Macht man sich je Gedanken über ein mögliches Szenario, das einen vollkommenen Zusammenbruch des Internets beschreibt?

Kaum.

Wie sich zeigen sollte, kann dieses Sandkastenspiel als Live-Experiment in Ladakh geprüft werden.

Und als Hinweis: Thomas Harris hat in seinem neuesten Roman „The Second Sleep“ sehr genau beschrieben, wie sich die Gefahren eines weltweiten Kollapses der Internet-.Infrastrukur auswirken könnte. Rückfall ins dunkelste Mittelalter.

 

Wenn die Welt plötzlich offline ist

Der allmorgendliche Griff zum iPhone oder iPad läuft diesmal ins Leere. Wahrscheinlich funktioniert das Hotel-eigene WLAN wieder mal nicht, aber die Nachfrage an der Rezeption entlockt dem entsprechenden Herrn lediglich ein müdes Lächeln.

Das Grinsen auf seinem Gesicht bereitet mir erstens etwas Mühe, denn da dringt viel Schadenfreude durch, und zweitens kann ich es partout nicht glauben. Das Internet einfach down? Das gibt’s doch nicht, nicht im einundzwanzigsten Jahrhundert. Doch, das gibt’s und zwar – wie sich später herausstellen wird – ziemlich heftig und über mehrere Tage.

Da sind ein paar grundsätzliche Gedanken angebracht. Der folgende Artikel gibt einen ungefähren Einblick in diese Thematik.

 

Apokalyptische Szenarien

Just a normal day in Leh
Ein normaler Tag in Leh

Habe ich etwas vergessen? Natürlich. Sehr vieles, aber das würden wir schnell merken. Grundsätzlich sind alle lebensnotwendigen Dinge (Nahrung, Wohnen/Wärme, Wasser, Transport, Gesundheit …) nicht mehr gewährleistet. Es gibt Szenarien, die analytisch hinter die Sache gegangen sind, und ein Beispiel durchgespielt haben.

Irgendwo in Europa (oder sonstwo auf der Welt) fällt das Internet im Umkreis von ein paar hundert Kilometer aus. Es wurde dabei sehr schnell und sehr erschreckend klar, wie dünn der Firnis unserer Zivilisation ist.

Nach ein paar Tagen, wenn der richtige Hunger einsetzt, die Kinder nichts mehr zu essen haben, die Kranken nicht mehr gepflegt werden können, usw., bricht die Gesellschaft zusammen. Es wird zu Plünderungen, zu Kämpfen, zum Zusammenbruch der Zivilisation kommen.

Das alles nur, weil unser geliebtes Internet, dem wir alles unter seine Kontrolle gegeben haben, nicht mehr funktioniert.

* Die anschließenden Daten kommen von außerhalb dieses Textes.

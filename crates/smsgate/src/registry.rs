// SPDX-FileCopyrightText: 2026 Smsgate Contributors
// SPDX-License-Identifier: MIT OR Apache-2.0

//! Registry of configured gateway devices.
//!
//! The composition root owns one [`GatewayRegistry`] keyed by gateway name;
//! there is no process-wide shared state. Each entry bundles the shared
//! HTTP client, its poller, and a notifier. Removing an entry shuts its
//! poller down and drops the client, releasing the pooled connections.

use std::collections::BTreeMap;
use std::sync::Arc;
use std::time::Duration;

use smsgate_client::GatewayClient;
use smsgate_config::model::{GatewayConfig, SmsGateConfig};
use smsgate_core::SmsGateError;
use smsgate_notify::Notifier;
use smsgate_poller::StatusPoller;
use tracing::{debug, info};

/// One configured gateway device and its runtime components.
#[derive(Debug)]
pub struct GatewayEntry {
    pub config: GatewayConfig,
    pub client: Arc<GatewayClient>,
    pub poller: StatusPoller,
    pub notifier: Notifier,
}

/// Name-keyed registry of gateway entries.
///
/// Iteration order is the sorted name order, so "the first gateway" is
/// deterministic when a command does not name one.
pub struct GatewayRegistry {
    entries: BTreeMap<String, GatewayEntry>,
}

impl GatewayRegistry {
    /// Create a new empty registry.
    pub fn new() -> Self {
        Self {
            entries: BTreeMap::new(),
        }
    }

    /// Build a registry with one entry per configured `[[gateways]]` block.
    pub fn from_config(config: &SmsGateConfig) -> Result<Self, SmsGateError> {
        let mut registry = Self::new();
        for gateway in &config.gateways {
            registry.insert(gateway.clone(), config)?;
        }
        Ok(registry)
    }

    /// Create and register the runtime components for one gateway.
    pub fn insert(
        &mut self,
        gateway: GatewayConfig,
        config: &SmsGateConfig,
    ) -> Result<(), SmsGateError> {
        let client = Arc::new(GatewayClient::new(
            gateway.base_url(),
            &gateway.username,
            &gateway.password,
        )?);
        let poller = StatusPoller::new(
            Arc::clone(&client),
            Duration::from_secs(config.poll.interval_secs),
            config.poll.messages_limit,
        );
        let notifier = Notifier::new(
            Arc::clone(&client),
            config.recipients.clone(),
            config.templates.clone(),
        );

        debug!(gateway = %gateway.name, url = %gateway.base_url(), "gateway registered");
        self.entries.insert(
            gateway.name.clone(),
            GatewayEntry {
                config: gateway,
                client,
                poller,
                notifier,
            },
        );
        Ok(())
    }

    /// Get a gateway entry by name.
    pub fn get(&self, name: &str) -> Option<&GatewayEntry> {
        self.entries.get(name)
    }

    /// Resolve a gateway selection: by name when given, otherwise the first
    /// configured entry.
    pub fn get_or_first(&self, name: Option<&str>) -> Result<&GatewayEntry, SmsGateError> {
        match name {
            Some(name) => self.get(name).ok_or_else(|| SmsGateError::GatewayNotFound {
                name: name.to_string(),
            }),
            None => self
                .entries
                .values()
                .next()
                .ok_or_else(|| SmsGateError::Config("no [[gateways]] configured".into())),
        }
    }

    /// Remove one gateway, shutting its poller down.
    ///
    /// Returns `false` when no entry had that name. The dropped entry
    /// releases the HTTP connection pool while other gateways keep running.
    pub fn remove(&mut self, name: &str) -> bool {
        match self.entries.remove(name) {
            Some(entry) => {
                entry.poller.shutdown();
                info!(gateway = name, "gateway removed");
                true
            }
            None => false,
        }
    }

    /// Start every poller, awaiting each one's initial refresh.
    pub async fn start_all(&self) {
        for entry in self.entries.values() {
            entry.poller.start().await;
        }
    }

    /// Shut every poller down.
    pub fn shutdown_all(&self) {
        for entry in self.entries.values() {
            entry.poller.shutdown();
        }
    }

    /// Iterate entries in name order.
    pub fn iter(&self) -> impl Iterator<Item = &GatewayEntry> {
        self.entries.values()
    }

    /// Number of registered gateways.
    pub fn len(&self) -> usize {
        self.entries.len()
    }

    /// Returns true if no gateways are registered.
    pub fn is_empty(&self) -> bool {
        self.entries.is_empty()
    }
}

impl Default for GatewayRegistry {
    fn default() -> Self {
        Self::new()
    }
}

#[cfg(test)]
mod tests {
    use super::*;

    fn gateway(name: &str) -> GatewayConfig {
        GatewayConfig {
            name: name.into(),
            host: "10.0.0.2".into(),
            port: 8080,
            username: "sms".into(),
            password: "secret".into(),
        }
    }

    fn config_with(names: &[&str]) -> SmsGateConfig {
        SmsGateConfig {
            gateways: names.iter().map(|n| gateway(n)).collect(),
            ..Default::default()
        }
    }

    #[test]
    fn from_config_registers_all_gateways() {
        let registry = GatewayRegistry::from_config(&config_with(&["home", "garage"])).unwrap();
        assert_eq!(registry.len(), 2);
        assert!(registry.get("home").is_some());
        assert!(registry.get("garage").is_some());
    }

    #[test]
    fn get_or_first_picks_first_in_name_order() {
        let registry = GatewayRegistry::from_config(&config_with(&["zulu", "alpha"])).unwrap();
        let entry = registry.get_or_first(None).unwrap();
        assert_eq!(entry.config.name, "alpha");
    }

    #[test]
    fn get_or_first_honors_explicit_name() {
        let registry = GatewayRegistry::from_config(&config_with(&["home", "garage"])).unwrap();
        let entry = registry.get_or_first(Some("garage")).unwrap();
        assert_eq!(entry.config.name, "garage");
    }

    #[test]
    fn get_or_first_fails_for_unknown_name() {
        let registry = GatewayRegistry::from_config(&config_with(&["home"])).unwrap();
        let err = registry.get_or_first(Some("nope")).unwrap_err();
        assert!(matches!(err, SmsGateError::GatewayNotFound { .. }));
    }

    #[test]
    fn get_or_first_fails_on_empty_registry() {
        let registry = GatewayRegistry::new();
        assert!(registry.is_empty());
        assert!(registry.get_or_first(None).is_err());
    }

    #[test]
    fn remove_shuts_poller_down_and_forgets_entry() {
        let mut registry = GatewayRegistry::from_config(&config_with(&["home", "garage"])).unwrap();
        let poller = registry.get("home").unwrap().poller.clone();

        assert!(registry.remove("home"));
        assert!(poller.is_shutdown());
        assert!(registry.get("home").is_none());
        // The other gateway is untouched.
        assert!(!registry.get("garage").unwrap().poller.is_shutdown());

        assert!(!registry.remove("home"));
    }

    #[test]
    fn shutdown_all_cancels_every_poller() {
        let registry = GatewayRegistry::from_config(&config_with(&["home", "garage"])).unwrap();
        registry.shutdown_all();
        for entry in registry.iter() {
            assert!(entry.poller.is_shutdown());
        }
    }
}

Und es gibt (wahrscheinlich) keine Notfallpläne.

Macht doch ziemlich nachdenklich.

Sind wir eigentlich komplett verrückt?

 

„Internet completely down in whole of Ladakh“

Das ist die Meldung, die man aus jeder Quelle in Leh erhält, wenn man sich nach dem Stand erkundigt.

Dass nicht nur ich und ein paar Tausend andere Touristen ihre liebe Mühe mit dem Intenet-losen Zustand haben, wird spätestens beim Frühstück – und wenig überraschend – später auch in der Stadt klar.

Wo immer man sich aufhält, das nicht mehr existente Internet ist DAS Hauptthema des Tages. Und dies nicht ohne Grund, denn es führt dazu, dass nicht nur kein Web, kein Mail, keine SMS oder Whatsapp, sondern auch verwunderlicherweise auch fast kein Telefon mehr funktioniert.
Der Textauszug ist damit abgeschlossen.